Nishinoya stares at him for ten seconds, and then pulls his breakfast closer. “You mean, besides underage drinking? Because that definitely happened. But, uh, nah. Probably.”

Okay, so technically he _had_ broken the law, but it was the kind of law literally nobody gave a shit about except for maybe police officers and other righteous enforcers of justice. Ennoshita breathes out. He takes some solace in the fact that his roommate is not a criminal on the lam, at least, not yet, and he studiously avoids thinking about the possibilities of what might happen in the near future. “Good,” he says, electing to ignore the ‘ _probably’_ Nishinoya had tacked on to the end of his sentence. 

Nishinoya’s munching his toast with an oddly content expression on his face, and he swallows. “Thanks,” he says, and shoves the rest of it into his mouth, cheeks looking slightly pink. Ennoshita watches him eat, feeling something that could potentially be construed as affection, if he ignored that it was shot through and through with a heavy dose of vexation. 

“Okay, I’ve got a class at 10, so I’m leaving right about... now,” Ennoshita says after glancing at the wall clock, getting to his feet with a quiet huff. “Here’s to hoping your hangover goes away soon.”

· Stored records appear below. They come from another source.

/*!
 * Allocation Tracking
 *
 * Records metadata for every tracked allocation and detects misuse:
 * - **Live records**: address → record, sharded for concurrent access
 * - **Retired records**: bounded history of freed addresses, so a second
 *   free of the same address is reported as a double free rather than an
 *   unknown pointer
 * - **Leak detection**: live records created under a leak-checking policy
 */

mod bandwidth;
mod export;
mod record;

pub use bandwidth::{BandwidthMonitor, BandwidthSample, BandwidthStats};
pub use export::{export_profile, write_profile, ProfileFormat, TEXT_HEADER};
pub use record::AllocationRecord;

use crate::core::errors::{MemoryError, MemoryResult};
use crate::core::limits::{
    INVALID_FREE_HISTORY, MEDIUM_BLOCK_MAX, RETIRED_RECORD_CAPACITY, TRACKER_SMALL_MAX,
};
use crate::core::types::{Address, Size, Tag};
use ahash::{HashMap, HashMapExt, RandomState};
use arc_swap::ArcSwap;
use dashmap::{DashMap, DashSet};
use parking_lot::Mutex;
use serde::Serialize;
use std::collections::VecDeque;
use std::sync::atomic::{AtomicU64, AtomicUsize, Ordering};
use std::sync::Arc;
use std::thread::ThreadId;
use std::time::{Duration, Instant};
use tracing::{debug, warn};

/// Aggregate counters over everything the tracker has seen
#[derive(Debug, Clone, Default, PartialEq, Eq, Serialize)]
pub struct AllocationStatistics {
    pub total_allocations: u64,
    pub total_deallocations: u64,
    pub total_bytes_allocated: u64,
    pub total_bytes_freed: u64,
    pub current_allocations: usize,
    pub peak_allocations: usize,
    pub current_bytes: Size,
    pub peak_bytes: Size,
    /// Up to 256 bytes
    pub small_allocations: u64,
    /// Up to 64 KB
    pub medium_allocations: u64,
    pub large_allocations: u64,
    pub unique_threads: usize,
}

/// Misuse seen by the tracker
#[derive(Debug, Clone, Default, PartialEq, Eq, Serialize)]
pub struct CorruptionReport {
    pub double_frees: u64,
    pub invalid_frees: u64,
    /// Most recent offending addresses, oldest first
    pub recent_addresses: Vec<Address>,
}

impl CorruptionReport {
    pub fn has_corruption(&self) -> bool {
        self.double_frees > 0 || self.invalid_frees > 0
    }
}

/// Live usage aggregated per allocation tag
#[derive(Debug, Clone, PartialEq, Eq, Serialize)]
pub struct TagUsage {
    pub tag: Tag,
    pub live_allocations: usize,
    pub live_bytes: Size,
}

/// Concurrent allocation tracker
pub struct MemoryTracker {
    live: DashMap<Address, AllocationRecord, RandomState>,
    retired: DashMap<Address, AllocationRecord, RandomState>,
    retired_order: Mutex<VecDeque<(Address, Option<Instant>)>>,
    retired_capacity: usize,
    threads: DashSet<ThreadId, RandomState>,
    recent_misuse: Mutex<VecDeque<Address>>,
    last_leaks: ArcSwap<Vec<AllocationRecord>>,

    total_allocations: AtomicU64,
    total_deallocations: AtomicU64,
    total_bytes_allocated: AtomicU64,
    total_bytes_freed: AtomicU64,
    current_allocations: AtomicUsize,
    peak_allocations: AtomicUsize,
    current_bytes: AtomicUsize,
    peak_bytes: AtomicUsize,
    small_allocations: AtomicU64,
    medium_allocations: AtomicU64,
    large_allocations: AtomicU64,
    double_frees: AtomicU64,
    invalid_frees: AtomicU64,
}

impl MemoryTracker {
    pub fn new() -> Self {
        Self::with_retired_capacity(RETIRED_RECORD_CAPACITY)
    }

    /// Tracker remembering at most `retired_capacity` freed addresses
    pub fn with_retired_capacity(retired_capacity: usize) -> Self {
        Self {
            live: DashMap::with_hasher(RandomState::new()),
            retired: DashMap::with_hasher(RandomState::new()),
            retired_order: Mutex::new(VecDeque::with_capacity(retired_capacity)),
            retired_capacity,
            threads: DashSet::with_hasher(RandomState::new()),
            recent_misuse: Mutex::new(VecDeque::with_capacity(INVALID_FREE_HISTORY)),
            last_leaks: ArcSwap::from_pointee(Vec::new()),
            total_allocations: AtomicU64::new(0),
            total_deallocations: AtomicU64::new(0),
            total_bytes_allocated: AtomicU64::new(0),
            total_bytes_freed: AtomicU64::new(0),
            current_allocations: AtomicUsize::new(0),
            peak_allocations: AtomicUsize::new(0),
            current_bytes: AtomicUsize::new(0),
            peak_bytes: AtomicUsize::new(0),
            small_allocations: AtomicU64::new(0),
            medium_allocations: AtomicU64::new(0),
            large_allocations: AtomicU64::new(0),
            double_frees: AtomicU64::new(0),
            invalid_frees: AtomicU64::new(0),
        }
    }

    /// Start tracking a fresh allocation
    pub fn track(&self, record: AllocationRecord) {
        let address = record.address;
        let size = record.size;

        // Address reuse: the old retired entry no longer describes this block
        self.retired.remove(&address);
        self.threads.insert(record.thread);

        if let Some(stale) = self.live.insert(address, record) {
            // The block was released without going through the tracker
            self.current_bytes.fetch_sub(stale.size, Ordering::Relaxed);
            self.current_allocations.fetch_sub(1, Ordering::Relaxed);
            debug!(address = format_args!("0x{:x}", address), "Replaced stale record");
        }

        self.total_allocations.fetch_add(1, Ordering::Relaxed);
        self.total_bytes_allocated
            .fetch_add(size as u64, Ordering::Relaxed);
        let count = self.current_allocations.fetch_add(1, Ordering::Relaxed) + 1;
        self.peak_allocations.fetch_max(count, Ordering::Relaxed);
        let bytes = self.current_bytes.fetch_add(size, Ordering::Relaxed) + size;
        self.peak_bytes.fetch_max(bytes, Ordering::Relaxed);

        let bucket = match size {
            0..=TRACKER_SMALL_MAX => &self.small_allocations,
            s if s <= MEDIUM_BLOCK_MAX => &self.medium_allocations,
            _ => &self.large_allocations,
        };
        bucket.fetch_add(1, Ordering::Relaxed);
    }

    /// Stop tracking `address`, returning its record.
    ///
    /// A recently freed address yields `DoubleFree`; anything else unknown
    /// yields `InvalidFree`. Both are counted as corruption.
    pub fn untrack(&self, address: Address) -> MemoryResult<AllocationRecord> {
        if let Some(record) = self.take(address) {
            return Ok(record);
        }

        if self.is_retired(address) {
            self.record_double_free(address);
            Err(MemoryError::DoubleFree(address))
        } else {
            self.record_invalid_free(address);
            Err(MemoryError::InvalidFree(address))
        }
    }

    /// Remove the live record for `address` if there is one, without
    /// treating its absence as misuse
    pub fn take(&self, address: Address) -> Option<AllocationRecord> {
        let (_, mut record) = self.live.remove(&address)?;
        self.total_deallocations.fetch_add(1, Ordering::Relaxed);
        self.total_bytes_freed
            .fetch_add(record.size as u64, Ordering::Relaxed);
        self.current_allocations.fetch_sub(1, Ordering::Relaxed);
        self.current_bytes.fetch_sub(record.size, Ordering::Relaxed);

        record.freed_at = Some(Instant::now());
        self.retire(record.clone());
        Some(record)
    }

    /// Whether `address` was freed recently and not reused since
    pub fn is_retired(&self, address: Address) -> bool {
        !self.live.contains_key(&address) && self.retired.contains_key(&address)
    }

    fn retire(&self, record: AllocationRecord) {
        if self.retired_capacity == 0 {
            return;
        }
        let key = (record.address, record.freed_at);
        let mut order = self.retired_order.lock();
        self.retired.insert(record.address, record);
        order.push_back(key);
        while order.len() > self.retired_capacity {
            if let Some((oldest, freed_at)) = order.pop_front() {
                // The address may have been retired again since
                self.retired
                    .remove_if(&oldest, |_, record| record.freed_at == freed_at);
            }
        }
    }

    /// Count a double free detected outside the tracker (e.g. by an allocator)
    pub fn record_double_free(&self, address: Address) {
        self.double_frees.fetch_add(1, Ordering::Relaxed);
        self.remember_misuse(address);
        warn!(address = format_args!("0x{:x}", address), "Double free detected");
    }

    /// Count a free of memory this process never handed out
    pub fn record_invalid_free(&self, address: Address) {
        self.invalid_frees.fetch_add(1, Ordering::Relaxed);
        self.remember_misuse(address);
        warn!(address = format_args!("0x{:x}", address), "Invalid free detected");
    }

    fn remember_misuse(&self, address: Address) {
        let mut recent = self.recent_misuse.lock();
        if recent.len() == INVALID_FREE_HISTORY {
            recent.pop_front();
        }
        recent.push_back(address);
    }

    pub fn is_tracked(&self, address: Address) -> bool {
        self.live.contains_key(&address)
    }

    pub fn lookup(&self, address: Address) -> Option<AllocationRecord> {
        self.live.get(&address).map(|entry| entry.value().clone())
    }

    /// Requested size of a live tracked block
    pub fn size_of(&self, address: Address) -> Option<Size> {
        self.live.get(&address).map(|entry| entry.size)
    }

    /// Live records created with leak detection enabled, oldest first.
    /// The result is also kept for `get_leaks`.
    pub fn detect_leaks(&self) -> Vec<AllocationRecord> {
        self.collect_leaks(Duration::ZERO)
    }

    /// Like `detect_leaks`, restricted to records at least `min_age` old
    pub fn detect_leaks_older_than(&self, min_age: Duration) -> Vec<AllocationRecord> {
        self.collect_leaks(min_age)
    }

    fn collect_leaks(&self, min_age: Duration) -> Vec<AllocationRecord> {
        let mut leaks: Vec<AllocationRecord> = self
            .live
            .iter()
            .filter(|entry| entry.leak_checked && entry.age() >= min_age)
            .map(|entry| entry.value().clone())
            .collect();
        leaks.sort_by_key(|record| (record.created_at, record.address));

        if !leaks.is_empty() {
            debug!(count = leaks.len(), "Leak scan found live allocations");
        }
        self.last_leaks.store(Arc::new(leaks.clone()));
        leaks
    }

    /// Result of the most recent leak scan
    pub fn get_leaks(&self) -> Arc<Vec<AllocationRecord>> {
        self.last_leaks.load_full()
    }

    /// Every live record, oldest first
    pub fn live_allocations(&self) -> Vec<AllocationRecord> {
        let mut records: Vec<AllocationRecord> =
            self.live.iter().map(|entry| entry.value().clone()).collect();
        records.sort_by_key(|record| (record.created_at, record.address));
        records
    }

    pub fn live_count(&self) -> usize {
        self.current_allocations.load(Ordering::Relaxed)
    }

    pub fn live_bytes(&self) -> Size {
        self.current_bytes.load(Ordering::Relaxed)
    }

    pub fn statistics(&self) -> AllocationStatistics {
        AllocationStatistics {
            total_allocations: self.total_allocations.load(Ordering::Relaxed),
            total_deallocations: self.total_deallocations.load(Ordering::Relaxed),
            total_bytes_allocated: self.total_bytes_allocated.load(Ordering::Relaxed),
            total_bytes_freed: self.total_bytes_freed.load(Ordering::Relaxed),
            current_allocations: self.current_allocations.load(Ordering::Relaxed),
            peak_allocations: self.peak_allocations.load(Ordering::Relaxed),
            current_bytes: self.current_bytes.load(Ordering::Relaxed),
            peak_bytes: self.peak_bytes.load(Ordering::Relaxed),
            small_allocations: self.small_allocations.load(Ordering::Relaxed),
            medium_allocations: self.medium_allocations.load(Ordering::Relaxed),
            large_allocations: self.large_allocations.load(Ordering::Relaxed),
            unique_threads: self.threads.len(),
        }
    }

    pub fn corruption_report(&self) -> CorruptionReport {
        CorruptionReport {
            double_frees: self.double_frees.load(Ordering::Relaxed),
            invalid_frees: self.invalid_frees.load(Ordering::Relaxed),
            recent_addresses: self.recent_misuse.lock().iter().copied().collect(),
        }
    }

    /// Live usage grouped by tag, largest first
    pub fn tag_usage(&self) -> Vec<TagUsage> {
        let mut totals: HashMap<Tag, (usize, Size)> = HashMap::new();
        for entry in self.live.iter() {
            let slot = totals.entry(entry.tag.clone()).or_insert((0, 0));
            slot.0 += 1;
            slot.1 += entry.size;
        }

        let mut usage: Vec<TagUsage> = totals
            .into_iter()
            .map(|(tag, (live_allocations, live_bytes))| TagUsage {
                tag,
                live_allocations,
                live_bytes,
            })
            .collect();
        usage.sort_by(|a, b| b.live_bytes.cmp(&a.live_bytes).then(a.tag.cmp(&b.tag)));
        usage
    }

    /// Zero the counters and forget retired history and misuse.
    /// Live records stay: the blocks they describe are still allocated.
    pub fn reset_statistics(&self) {
        self.retired.clear();
        self.retired_order.lock().clear();
        self.recent_misuse.lock().clear();
        self.threads.clear();
        self.last_leaks.store(Arc::new(Vec::new()));

        self.total_allocations.store(0, Ordering::Relaxed);
        self.total_deallocations.store(0, Ordering::Relaxed);
        self.total_bytes_allocated.store(0, Ordering::Relaxed);
        self.total_bytes_freed.store(0, Ordering::Relaxed);
        self.small_allocations.store(0, Ordering::Relaxed);
        self.medium_allocations.store(0, Ordering::Relaxed);
        self.large_allocations.store(0, Ordering::Relaxed);
        self.double_frees.store(0, Ordering::Relaxed);
        self.invalid_frees.store(0, Ordering::Relaxed);

        let count = self.current_allocations.load(Ordering::Relaxed);
        let bytes = self.current_bytes.load(Ordering::Relaxed);
        self.peak_allocations.store(count, Ordering::Relaxed);
        self.peak_bytes.store(bytes, Ordering::Relaxed);
    }
}

impl MemoryTracker {
    /// Forget everything, live records included
    pub fn reset(&self) {
        self.live.clear();
        self.current_allocations.store(0, Ordering::Relaxed);
        self.current_bytes.store(0, Ordering::Relaxed);
        self.reset_statistics();
    }
}

impl Default for MemoryTracker {
    fn default() -> Self {
        Self::new()
    }
}

impl std::fmt::Debug for MemoryTracker {
    fn fmt(&self, f: &mut std::fmt::Formatter<'_>) -> std::fmt::Result {
        f.debug_struct("MemoryTracker")
            .field("live", &self.live.len())
            .field("retired", &self.retired.len())
            .field("double_frees", &self.double_frees.load(Ordering::Relaxed))
            .field("invalid_frees", &self.invalid_frees.load(Ordering::Relaxed))
            .finish()
    }
}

“Mmf,” Nishinoya tries through a mouth full of food, and then he gives up on verbal communication. He waves goodbye instead, and Ennoshita’s out the door a few minutes later, checking his phone to make sure he’ll be on time for the next train. Three classes, and then enough free time to finish all his homework as well as a convenience store visit for Nishinoya’s hangover; Ennoshita thinks, that’s okay, at least he’s got his day planned out and he really, _really_ hopes nothing too eventful happens to mess it up.

  

“Holy shit,” Tanaka says, blinking. “You look like hell, Noya.” 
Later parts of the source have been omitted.